荧光量子效率绝对法测量系统校准及不确定度评定

荧光量子效率是发射与吸收的光子数之比,是表征荧光材料发光性能的关键参数。然而,用于绝对法测量荧光量子效率的光路和探测器未经校准溯源或是校准方法不当,会造成测量光谱的不准确,进一步影响荧光量子效率计算结果的不准确。采用汞氩灯对单色仪进行校准,保证了激发波长和发射波长的准确性,利用标准辐射源对光路、发射单元单色仪和探测器进行光谱相对强度校准,保证了激发波段和发射波段光谱相对强度的准确性;最后从测量模型出发,对测量不确定度进行了分析,得到在300~360nm的激发光波段和370~900nm的发射光波段内相对合成标准不确定度为3.58%,相对扩展不确定度为7.16%,k=2。通过对单色仪波长校准以及对光谱相对强度进行校准,为荧光量子效率的准确测量提供了参考。
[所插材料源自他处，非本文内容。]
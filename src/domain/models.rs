//! Domain Records
//!
//! Users, credentials and posts as seen by the listeners. The records are owned
//! and persisted by the record store; these are plain snapshots of them.

use std::fmt;
use std::str::FromStr;

use chrono::{DateTime, Utc};
use serde::{Deserialize, Serialize};
use uuid::Uuid;

use super::DomainError;

// =========================================================================
// User
// =========================================================================

/// User account status
#[derive(Debug, Clone, Copy, PartialEq, Eq, Serialize, Deserialize)]
#[serde(rename_all = "snake_case")]
pub enum UserStatus {
    Active,
    Inactive,
}

impl UserStatus {
    pub fn as_str(&self) -> &'static str {
        match self {
            UserStatus::Active => "active",
            UserStatus::Inactive => "inactive",
        }
    }
}

impl FromStr for UserStatus {
    type Err = DomainError;

    fn from_str(s: &str) -> Result<Self, Self::Err> {
        match s {
            "active" => Ok(UserStatus::Active),
            "inactive" => Ok(UserStatus::Inactive),
            other => Err(DomainError::UnknownUserStatus(other.to_string())),
        }
    }
}

/// User record
#[derive(Debug, Clone, PartialEq, Eq, Serialize, Deserialize)]
pub struct User {
    pub id: Uuid,
    pub name: String,
    pub status: UserStatus,
    pub last_seen: Option<DateTime<Utc>>,
    pub updated_at: DateTime<Utc>,
}

impl User {
    pub fn new(id: Uuid, name: impl Into<String>) -> Self {
        Self {
            id,
            name: name.into(),
            status: UserStatus::Active,
            last_seen: None,
            updated_at: Utc::now(),
        }
    }

    /// Apply a partial update in place
    pub fn apply(&mut self, changes: &UserChanges) {
        if let Some(last_seen) = changes.last_seen {
            self.last_seen = Some(last_seen);
        }
    }
}

/// Partial update of a user record
#[derive(Debug, Clone, Default, PartialEq, Eq, Serialize, Deserialize)]
pub struct UserChanges {
    #[serde(skip_serializing_if = "Option::is_none")]
    pub last_seen: Option<DateTime<Utc>>,
}

impl UserChanges {
    pub fn last_seen(at: DateTime<Utc>) -> Self {
        Self {
            last_seen: Some(at),
        }
    }
}

// =========================================================================
// Credential
// =========================================================================

/// Kind of credential issued to a user
#[derive(Debug, Clone, Copy, PartialEq, Eq, Hash, Serialize, Deserialize)]
#[serde(rename_all = "snake_case")]
pub enum CredentialKind {
    /// Short-lived access token
    Access,
    /// Long-lived refresh token
    Refresh,
}

impl CredentialKind {
    pub fn as_str(&self) -> &'static str {
        match self {
            CredentialKind::Access => "access",
            CredentialKind::Refresh => "refresh",
        }
    }

    /// Table holding credentials of this kind
    pub fn table_name(&self) -> &'static str {
        match self {
            CredentialKind::Access => "access_tokens",
            CredentialKind::Refresh => "refresh_tokens",
        }
    }
}

impl fmt::Display for CredentialKind {
    fn fmt(&self, f: &mut fmt::Formatter<'_>) -> fmt::Result {
        write!(f, "{}", self.as_str())
    }
}

impl FromStr for CredentialKind {
    type Err = DomainError;

    fn from_str(s: &str) -> Result<Self, Self::Err> {
        match s {
            "access" => Ok(CredentialKind::Access),
            "refresh" => Ok(CredentialKind::Refresh),
            other => Err(DomainError::UnknownCredentialKind(other.to_string())),
        }
    }
}

/// Credential record
#[derive(Debug, Clone, PartialEq, Eq, Serialize, Deserialize)]
pub struct Credential {
    pub id: Uuid,
    pub kind: CredentialKind,
    pub token: String,
    pub user_id: Uuid,
    pub issued_at: DateTime<Utc>,
    pub expires_at: DateTime<Utc>,
}

// =========================================================================
// Post
// =========================================================================

/// Publication status of a post
#[derive(Debug, Clone, Copy, PartialEq, Eq, Hash, Serialize, Deserialize)]
#[serde(rename_all = "snake_case")]
pub enum PostStatus {
    Draft,
    Scheduled,
    Published,
    Sent,
}

impl PostStatus {
    pub fn as_str(&self) -> &'static str {
        match self {
            PostStatus::Draft => "draft",
            PostStatus::Scheduled => "scheduled",
            PostStatus::Published => "published",
            PostStatus::Sent => "sent",
        }
    }
}

impl fmt::Display for PostStatus {
    fn fmt(&self, f: &mut fmt::Formatter<'_>) -> fmt::Result {
        write!(f, "{}", self.as_str())
    }
}

impl FromStr for PostStatus {
    type Err = DomainError;

    fn from_str(s: &str) -> Result<Self, Self::Err> {
        match s {
            "draft" => Ok(PostStatus::Draft),
            "scheduled" => Ok(PostStatus::Scheduled),
            "published" => Ok(PostStatus::Published),
            "sent" => Ok(PostStatus::Sent),
            other => Err(DomainError::UnknownPostStatus(other.to_string())),
        }
    }
}

/// Post record
#[derive(Debug, Clone, PartialEq, Eq, Serialize, Deserialize)]
pub struct Post {
    pub id: Uuid,
    pub title: String,
    pub status: PostStatus,
    pub published_at: Option<DateTime<Utc>>,
    pub updated_at: DateTime<Utc>,
}

impl Post {
    /// A post scheduled for the given instant
    pub fn scheduled(id: Uuid, title: impl Into<String>, published_at: DateTime<Utc>) -> Self {
        Self {
            id,
            title: title.into(),
            status: PostStatus::Scheduled,
            published_at: Some(published_at),
            updated_at: Utc::now(),
        }
    }

    /// Apply a partial update in place
    pub fn apply(&mut self, changes: &PostChanges) {
        if let Some(status) = changes.status {
            self.status = status;
        }
        if let Some(published_at) = changes.published_at {
            self.published_at = Some(published_at);
        }
    }
}

/// Partial update of a post record
#[derive(Debug, Clone, Default, PartialEq, Eq, Serialize, Deserialize)]
pub struct PostChanges {
    #[serde(skip_serializing_if = "Option::is_none")]
    pub status: Option<PostStatus>,

    #[serde(skip_serializing_if = "Option::is_none")]
    pub published_at: Option<DateTime<Utc>>,
}

impl PostChanges {
    pub fn status(status: PostStatus) -> Self {
        Self {
            status: Some(status),
            ..Self::default()
        }
    }

    pub fn published_at(at: DateTime<Utc>) -> Self {
        Self {
            published_at: Some(at),
            ..Self::default()
        }
    }
}

/// Filter for post queries
#[derive(Debug, Clone, Default, PartialEq, Eq, Serialize, Deserialize)]
pub struct PostFilter {
    #[serde(skip_serializing_if = "Option::is_none")]
    pub status: Option<PostStatus>,
}

impl PostFilter {
    /// Match every post
    pub fn all() -> Self {
        Self::default()
    }

    /// Match posts with the given status
    pub fn with_status(status: PostStatus) -> Self {
        Self {
            status: Some(status),
        }
    }

    pub fn matches(&self, post: &Post) -> bool {
        self.status.map_or(true, |status| post.status == status)
    }
}
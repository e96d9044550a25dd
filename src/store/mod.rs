//! Record Store module
//!
//! Command interface over users, credentials and posts.
//! Listeners only talk to the [`RecordStore`] trait; the Postgres adapter backs
//! the service binary and the in-memory adapter backs tests.

mod error;
mod memory;
mod postgres;

use async_trait::async_trait;
use uuid::Uuid;

use crate::domain::{
    CredentialKind, OperationContext, Post, PostChanges, PostFilter, User, UserChanges,
};

pub use error::StoreError;
pub use memory::{InMemoryRecordStore, StoreCall, StoreFault};
pub use postgres::PgRecordStore;

/// Abstract CRUD over the domain records.
///
/// Every call takes an [`OperationContext`]. A non-internal context only sees
/// published posts and may not edit posts.
#[async_trait]
pub trait RecordStore: Send + Sync {
    /// Update a user by id
    async fn edit_user(
        &self,
        user_id: Uuid,
        changes: &UserChanges,
        context: &OperationContext,
    ) -> Result<User, StoreError>;

    /// Delete every credential of `kind` owned by the user.
    /// Returns the number of credentials removed.
    async fn destroy_credentials_by_user(
        &self,
        kind: CredentialKind,
        user_id: Uuid,
        context: &OperationContext,
    ) -> Result<u64, StoreError>;

    /// Read all posts matching the filter
    async fn find_posts(
        &self,
        filter: &PostFilter,
        context: &OperationContext,
    ) -> Result<Vec<Post>, StoreError>;

    /// Update a post by id
    async fn edit_post(
        &self,
        post_id: Uuid,
        changes: &PostChanges,
        context: &OperationContext,
    ) -> Result<Post, StoreError>;
}
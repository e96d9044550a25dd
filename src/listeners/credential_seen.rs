//! Credential Seen Tracker
//!
//! Marks a user as recently active whenever a credential is issued to them.

use std::sync::Arc;

use async_trait::async_trait;
use uuid::Uuid;

use super::ListenerError;
use crate::bus::EventListener;
use crate::clock::Clock;
use crate::domain::{DomainEvent, OperationContext, User, UserChanges};
use crate::reporting::{ErrorReporter, ReportedError};
use crate::store::RecordStore;

/// Listener for `credential.added`
pub struct CredentialSeenTracker {
    store: Arc<dyn RecordStore>,
    reporter: Arc<dyn ErrorReporter>,
    clock: Arc<dyn Clock>,
}

impl CredentialSeenTracker {
    pub const NAME: &'static str = "credential_seen";

    pub fn new(
        store: Arc<dyn RecordStore>,
        reporter: Arc<dyn ErrorReporter>,
        clock: Arc<dyn Clock>,
    ) -> Self {
        Self {
            store,
            reporter,
            clock,
        }
    }

    /// Set the user's `last_seen` to now
    pub async fn execute(&self, user_id: Uuid) -> Result<User, ListenerError> {
        let changes = UserChanges::last_seen(self.clock.now());
        let context = OperationContext::new().with_correlation_id(Uuid::new_v4());

        let user = self.store.edit_user(user_id, &changes, &context).await?;

        tracing::debug!(user_id = %user_id, "Updated last_seen");
        Ok(user)
    }
}

#[async_trait]
impl EventListener for CredentialSeenTracker {
    fn name(&self) -> &'static str {
        Self::NAME
    }

    async fn handle(&self, event: &DomainEvent) {
        let DomainEvent::CredentialAdded { credential } = event else {
            return;
        };

        if let Err(e) = self.execute(credential.user_id).await {
            self.reporter
                .report(ReportedError::critical(Self::NAME, &e).with_subject(credential.user_id));
        }
    }
}
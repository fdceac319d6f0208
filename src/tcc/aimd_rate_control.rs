//! Additive-Increase Multiplicative-Decrease rate control shared by the
//! delay-based estimator and the REMB fallback (`spec.md` §4.H/§4.I).

use crate::clock::MonoMs;

const DEFAULT_BACKOFF_FACTOR: f64 = 0.85;
const MIN_BITRATE_BPS: f64 = 5_000.0;

#[derive(Clone, Copy, Debug, PartialEq, Eq)]
pub enum RateControlRegion {
    NearMax,
    AboveMax,
    MaxUnknown,
}

pub struct AimdRateControl {
    current_bitrate_bps: f64,
    min_bitrate_bps: f64,
    backoff_factor: f64,
    region: RateControlRegion,
    last_decrease_ms: Option<MonoMs>,
    time_last_bitrate_change_ms: Option<MonoMs>,
}

impl AimdRateControl {
    #[must_use]
    pub fn new(start_bitrate_bps: f64) -> Self {
        Self {
            current_bitrate_bps: start_bitrate_bps,
            min_bitrate_bps: MIN_BITRATE_BPS,
            backoff_factor: DEFAULT_BACKOFF_FACTOR,
            region: RateControlRegion::MaxUnknown,
            last_decrease_ms: None,
            time_last_bitrate_change_ms: None,
        }
    }

    #[must_use]
    pub fn bitrate_bps(&self) -> f64 {
        self.current_bitrate_bps
    }

    /// `TimeToReduceFurther`: true once at least 200ms elapsed since the
    /// last decrease, or no decrease has happened yet.
    #[must_use]
    pub fn time_to_reduce_further(&self, now_ms: MonoMs) -> bool {
        match self.last_decrease_ms {
            None => true,
            Some(last) => now_ms.0.saturating_sub(last.0) >= 200,
        }
    }

    pub fn update(&mut self, usage: super::delay_based_bwe::BandwidthUsage, now_ms: MonoMs, acked_bitrate_bps: Option<f64>) {
        use super::delay_based_bwe::BandwidthUsage as Usage;
        match usage {
            Usage::Normal => {
                self.additive_increase(now_ms);
            }
            Usage::Overusing => {
                if let Some(acked) = acked_bitrate_bps {
                    if self.time_to_reduce_further(now_ms) {
                        self.current_bitrate_bps =
                            (acked * self.backoff_factor).max(self.min_bitrate_bps);
                        self.region = RateControlRegion::NearMax;
                        self.last_decrease_ms = Some(now_ms);
                        self.time_last_bitrate_change_ms = Some(now_ms);
                    }
                }
            }
            Usage::Underusing => {}
        }
    }

    fn additive_increase(&mut self, now_ms: MonoMs) {
        let response_time_ms = 100.0;
        let time_since_last_update_ms = self
            .time_last_bitrate_change_ms
            .map_or(response_time_ms, |t| (now_ms.0.saturating_sub(t.0)) as f64);
        // Multiplicative while the max is unknown, additive once near it.
        self.current_bitrate_bps = match self.region {
            RateControlRegion::MaxUnknown => self.current_bitrate_bps * 1.08f64.powf(
                (time_since_last_update_ms / 1000.0).min(1.0),
            ),
            _ => {
                let alpha = 1.0 + (time_since_last_update_ms / response_time_ms).min(1.0) * 0.05;
                self.current_bitrate_bps * alpha
            }
        };
        self.time_last_bitrate_change_ms = Some(now_ms);
    }

    pub fn set_estimate(&mut self, bitrate_bps: f64, now_ms: MonoMs) {
        self.current_bitrate_bps = bitrate_bps.max(self.min_bitrate_bps);
        self.time_last_bitrate_change_ms = Some(now_ms);
    }
}

#[cfg(test)]
mod tests {
    use super::*;
    use crate::tcc::delay_based_bwe::BandwidthUsage;

    #[test]
    fn normal_usage_increases_bitrate() {
        let mut aimd = AimdRateControl::new(100_000.0);
        aimd.update(BandwidthUsage::Normal, MonoMs(0), None);
        aimd.update(BandwidthUsage::Normal, MonoMs(500), None);
        assert!(aimd.bitrate_bps() > 100_000.0);
    }

    #[test]
    fn overuse_with_acked_bitrate_decreases() {
        let mut aimd = AimdRateControl::new(500_000.0);
        aimd.update(BandwidthUsage::Overusing, MonoMs(0), Some(300_000.0));
        assert!(aimd.bitrate_bps() < 500_000.0);
        assert!(aimd.bitrate_bps() >= MIN_BITRATE_BPS);
    }
}
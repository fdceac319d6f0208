//! RTP header extensions consumed by the core: `abs-send-time` and
//! `transport-wide-cc-01` (`spec.md` §6).
//!
//! Extension IDs are negotiated per-session by the out-of-scope SDP/control
//! plane; callers pass the negotiated one-byte IDs in.

/// Walks a one-byte-form RTP extension block (the `0xBEDE` profile) and
/// invokes `f(id, data)` for each entry. Two-byte-form blocks
/// (`0x1000`-prefixed profile with a second nibble) are not produced by any
/// browser this core targets and are not parsed.
pub fn for_each_one_byte_extension(block: &[u8], mut f: impl FnMut(u8, &[u8])) {
    if block.len() < 4 {
        return;
    }
    let profile = u16::from_be_bytes([block[0], block[1]]);
    if profile != 0xBEDE {
        return;
    }
    let len_words = u16::from_be_bytes([block[2], block[3]]) as usize;
    let body = &block[4..];
    let body = &body[..body.len().min(len_words * 4)];
    let mut i = 0;
    while i < body.len() {
        let b = body[i];
        if b == 0x00 {
            // Padding.
            i += 1;
            continue;
        }
        let id = b >> 4;
        let len = (b & 0x0F) as usize + 1;
        i += 1;
        if i + len > body.len() {
            break;
        }
        f(id, &body[i..i + len]);
        i += len;
    }
}

/// `abs-send-time`: a 24-bit fixed-point seconds-since-epoch value (6.18
/// format), carried as a 3-byte extension payload.
#[must_use]
pub fn parse_abs_send_time(data: &[u8]) -> Option<u32> {
    if data.len() != 3 {
        return None;
    }
    Some(u32::from_be_bytes([0, data[0], data[1], data[2]]))
}

/// Expands a 24-bit `abs-send-time` value into the 32-bit timebase used for
/// delta math in `InterArrival`/REMB (`spec.md` §4.H, §4.I): left-shifted by
/// 8 bits so that subtraction of two values wraps exactly like the 24-bit
/// original, but deltas can be computed as signed 32-bit integers.
#[must_use]
pub fn abs_send_time_to_32_bits(abs_send_time_24: u32) -> u32 {
    abs_send_time_24 << 8
}

/// `transport-wide-cc-01`: a 16-bit wide sequence number.
#[must_use]
pub fn parse_transport_cc_wide_seq(data: &[u8]) -> Option<u16> {
    if data.len() < 2 {
        return None;
    }
    Some(u16::from_be_bytes([data[0], data[1]]))
}

#[cfg(test)]
mod tests {
    use super::*;

    #[test]
    fn walks_one_byte_extensions() {
        // profile 0xBEDE, 1 word, one extension id=1 len=3 with abs-send-time.
        let block: [u8; 8] = [0xBE, 0xDE, 0x00, 0x01, 0x12, 0x34, 0x56, 0x78];
        let mut found = Vec::new();
        for_each_one_byte_extension(&block, |id, data| found.push((id, data.to_vec())));
        assert_eq!(found, vec![(1, vec![0x34, 0x56, 0x78])]);
    }

    #[test]
    fn abs_send_time_shift_preserves_deltas() {
        let a = abs_send_time_to_32_bits(0x000001);
        let b = abs_send_time_to_32_bits(0x000002);
        assert_eq!(b.wrapping_sub(a), 1 << 8);
    }
}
Calibration and Uncertainty Evaluation of Fluorescence Quantum Efficiency Absolute Measurement System

The quantum efficiency of fluorescence is the ratio of photons emitted and absorbed, and is the key parameter to characterize the properties of fluorescent materials. However, if the optical path and detector used for absolute measurement of fluorescence quantum efficiency are not calibrated and traced back or the calibration method is not correct, it will cause the inaccurate measurement spectrum and further cause the inaccurate calculation results of fluorescence quantum efficiency. The mercury argon lamp is used to calibrate the monochromator to ensure the accuracy of excitation wavelength and emission wavelength. The standard radiation source is used to calibrate the spectral relative intensity of the light path, the monochromators of the emission unit and the detector, which ensures the accuracy of the spectral relative intensity of the excitation band and the emission band. Finally, the uncertainty of measurement is analyzed based on the measurement model, the results show that the relative standard uncertainty is 3.58%, the relative expanded uncertainty is 7.16%,k=2 in the excitation band of 300~360nm and the emission band of 370~900nm. By calibrating the monochromators and the spectral relative intensity, it can provide a reference for the accurate measurement of fluorescence quantum efficiency.